What the task requires:
Line by line, output the data that follows exactly as written.
--- Supplied records ---
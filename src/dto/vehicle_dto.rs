use serde::{Deserialize, Serialize};

use crate::models::{StationId, Vehicle};

/// Filters for listing vehicles
#[derive(Debug, Default, Deserialize)]
pub struct VehicleFilters {
    pub station_id: Option<StationId>,
}

#[derive(Debug, Serialize)]
pub struct VehicleResponse {
    pub id: String,
    pub vehicle_type: String,
    pub station_id: Option<StationId>,
    pub status: String,
    pub rides_since_treatment: u32,
    pub last_treated_date: Option<String>,
    pub battery_level: Option<u8>,
    pub rentable: bool,
}

impl From<Vehicle> for VehicleResponse {
    fn from(vehicle: Vehicle) -> Self {
        use crate::models::Rentable;

        Self {
            rentable: vehicle.is_rentable(),
            vehicle_type: vehicle.kind.type_tag().to_string(),
            battery_level: vehicle.battery_level(),
            status: vehicle.status.to_string(),
            last_treated_date: vehicle.last_treated_date.map(|date| date.to_rfc3339()),
            station_id: vehicle.station_id,
            rides_since_treatment: vehicle.rides_since_treatment,
            id: vehicle.id,
        }
    }
}
use serde::Serialize;

/// Envelope for successful responses
#[derive(Debug, Serialize)]
pub struct ApiResponse<T> {
    pub success: bool,
    pub message: Option<String>,
    pub data: Option<T>,
}

impl<T> ApiResponse<T> {
    pub fn success_with_message(data: T, message: String) -> Self {
        Self {
            success: true,
            message: Some(message),
            data: Some(data),
        }
    }
}
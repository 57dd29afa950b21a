//! Configuration
//!
//! Database and process settings.

pub mod database;
pub mod environment;

pub use database::DatabaseConfig;
pub use environment::*;
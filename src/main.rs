use std::net::SocketAddr;
use std::sync::Arc;

use anyhow::Result;
use dotenvy::dotenv;
use tokio::signal;
use tracing::{error, info, warn};
use tracing_subscriber::EnvFilter;

use fleet_engine::config::EnvironmentConfig;
use fleet_engine::database::DatabaseConnection;
use fleet_engine::repositories::snapshot::DatabaseSnapshotSource;
use fleet_engine::routes::create_router;
use fleet_engine::services::{FleetManager, TokenPaymentGateway};
use fleet_engine::state::AppState;

#[tokio::main]
async fn main() -> Result<()> {
    dotenv().ok();

    let config = EnvironmentConfig::from_env()?;

    tracing_subscriber::fmt()
        .with_env_filter(
            EnvFilter::try_from_default_env()
                .unwrap_or_else(|_| EnvFilter::new(config.log_level.clone())),
        )
        .init();

    info!("🚲 Starting fleet engine ({})", config.environment);

    let database = DatabaseConnection::new_default().await?;
    let source = DatabaseSnapshotSource::new(database.pool().clone());
    let fleet = FleetManager::load(&source, Arc::new(TokenPaymentGateway::new()))
        .await
        .map_err(|e| anyhow::anyhow!("failed to load fleet snapshot: {}", e))?;

    if config.is_production() && config.cors_origins.is_empty() {
        warn!("⚠️  CORS_ORIGINS is empty, every origin will be accepted");
    }

    let addr: SocketAddr = config.server_url().parse()?;
    let state = AppState::new(Arc::new(fleet), config);
    let app = create_router(state);

    info!("🌐 Listening on http://{}", addr);
    info!("📍 GET  /stations, /stations/nearest?lat=&lon=, /stations/:id");
    info!("🛴 GET  /vehicles?station_id=, /vehicles/:id  POST /vehicles/:id/charge");
    info!("👤 POST /users  GET /users/:id, /users/:id/ride");
    info!("🚦 POST /rides/start, /rides/end");
    info!("🔧 POST /maintenance/treat  GET /fleet/stats");

    let listener = tokio::net::TcpListener::bind(addr).await?;
    if let Err(e) = axum::serve(listener, app)
        .with_graceful_shutdown(shutdown_signal())
        .await
    {
        error!("❌ Server error: {}", e);
        return Err(e.into());
    }

    info!("👋 Server stopped");
    Ok(())
}

async fn shutdown_signal() {
    let ctrl_c = async {
        signal::ctrl_c()
            .await
            .expect("failed to install Ctrl+C handler");
    };

    #[cfg(unix)]
    let terminate = async {
        signal::unix::signal(signal::unix::SignalKind::terminate())
            .expect("failed to install signal handler")
            .recv()
            .await;
    };

    #[cfg(not(unix))]
    let terminate = std::future::pending::<()>();

    tokio::select! {
        _ = ctrl_c => {
            info!("🛑 Ctrl+C received, shutting down...");
        },
        _ = terminate => {
            info!("🛑 Terminate signal received, shutting down...");
        },
    }
}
---
Expected answer:
filename src/dto/vehicle_dto.rs
use serde::{Deserialize, Serialize};

use crate::models::{StationId, Vehicle};

/// Filters for listing vehicles
#[derive(Debug, Default, Deserialize)]
pub struct VehicleFilters {
    pub station_id: Option<StationId>,
}

#[derive(Debug, Serialize)]
pub struct VehicleResponse {
    pub id: String,
    pub vehicle_type: String,
    pub station_id: Option<StationId>,
    pub status: String,
    pub rides_since_treatment: u32,
    pub last_treated_date: Option<String>,
    pub battery_level: Option<u8>,
    pub rentable: bool,
}

impl From<Vehicle> for VehicleResponse {
    fn from(vehicle: Vehicle) -> Self {
        use crate::models::Rentable;

        Self {
            rentable: vehicle.is_rentable(),
            vehicle_type: vehicle.kind.type_tag().to_string(),
            battery_level: vehicle.battery_level(),
            status: vehicle.status.to_string(),
            last_treated_date: vehicle.last_treated_date.map(|date| date.to_rfc3339()),
            station_id: vehicle.station_id,
            rides_since_treatment: vehicle.rides_since_treatment,
            id: vehicle.id,
        }
    }
}
use serde::Serialize;

/// Envelope for successful responses
#[derive(Debug, Serialize)]
pub struct ApiResponse<T> {
    pub success: bool,
    pub message: Option<String>,
    pub data: Option<T>,
}

impl<T> ApiResponse<T> {
    pub fn success_with_message(data: T, message: String) -> Self {
        Self {
            success: true,
            message: Some(message),
            data: Some(data),
        }
    }
}
repository 57dd29afa950b21a
//! Configuration
//!
//! Database and process settings.

pub mod database;
pub mod environment;

pub use database::DatabaseConfig;
pub use environment::*;
filename src/main.rs
use std::net::SocketAddr;
use std::sync::Arc;

use anyhow::Result;
use dotenvy::dotenv;
use tokio::signal;
use tracing::{error, info, warn};
use tracing_subscriber::EnvFilter;

use fleet_engine::config::EnvironmentConfig;
use fleet_engine::database::DatabaseConnection;
use fleet_engine::repositories::snapshot::DatabaseSnapshotSource;
use fleet_engine::routes::create_router;
use fleet_engine::services::{FleetManager, TokenPaymentGateway};
use fleet_engine::state::AppState;

#[tokio::main]
async fn main() -> Result<()> {
    dotenv().ok();

    let config = EnvironmentConfig::from_env()?;

    tracing_subscriber::fmt()
        .with_env_filter(
            EnvFilter::try_from_default_env()
                .unwrap_or_else(|_| EnvFilter::new(config.log_level.clone())),
        )
        .init();

    info!("🚲 Starting fleet engine ({})", config.environment);

    let database = DatabaseConnection::new_default().await?;
    let source = DatabaseSnapshotSource::new(database.pool().clone());
    let fleet = FleetManager::load(&source, Arc::new(TokenPaymentGateway::new()))
        .await
        .map_err(|e| anyhow::anyhow!("failed to load fleet snapshot: {}", e))?;

    if config.is_production() && config.cors_origins.is_empty() {
        warn!("⚠️  CORS_ORIGINS is empty, every origin will be accepted");
    }

    let addr: SocketAddr = config.server_url().parse()?;
    let state = AppState::new(Arc::new(fleet), config);
    let app = create_router(state);

    info!("🌐 Listening on http://{}", addr);
    info!("📍 GET  /stations, /stations/nearest?lat=&lon=, /stations/:id");
    info!("🛴 GET  /vehicles?station_id=, /vehicles/:id  POST /vehicles/:id/charge");
    info!("👤 POST /users  GET /users/:id, /users/:id/ride");
    info!("🚦 POST /rides/start, /rides/end");
    info!("🔧 POST /maintenance/treat  GET /fleet/stats");

    let listener = tokio::net::TcpListener::bind(addr).await?;
    if let Err(e) = axum::serve(listener, app)
        .with_graceful_shutdown(shutdown_signal())
        .await
    {
        error!("❌ Server error: {}", e);
        return Err(e.into());
    }

    info!("👋 Server stopped");
    Ok(())
}

async fn shutdown_signal() {
    let ctrl_c = async {
        signal::ctrl_c()
            .await
            .expect("failed to install Ctrl+C handler");
    };

    #[cfg(unix)]
    let terminate = async {
        signal::unix::signal(signal::unix::SignalKind::terminate())
            .expect("failed to install signal handler")
            .recv()
            .await;
    };

    #[cfg(not(unix))]
    let terminate = std::future::pending::<()>();

    tokio::select! {
        _ = ctrl_c => {
            info!("🛑 Ctrl+C received, shutting down...");
        },
        _ = terminate => {
            info!("🛑 Terminate signal received, shutting down...");
        },
    }
}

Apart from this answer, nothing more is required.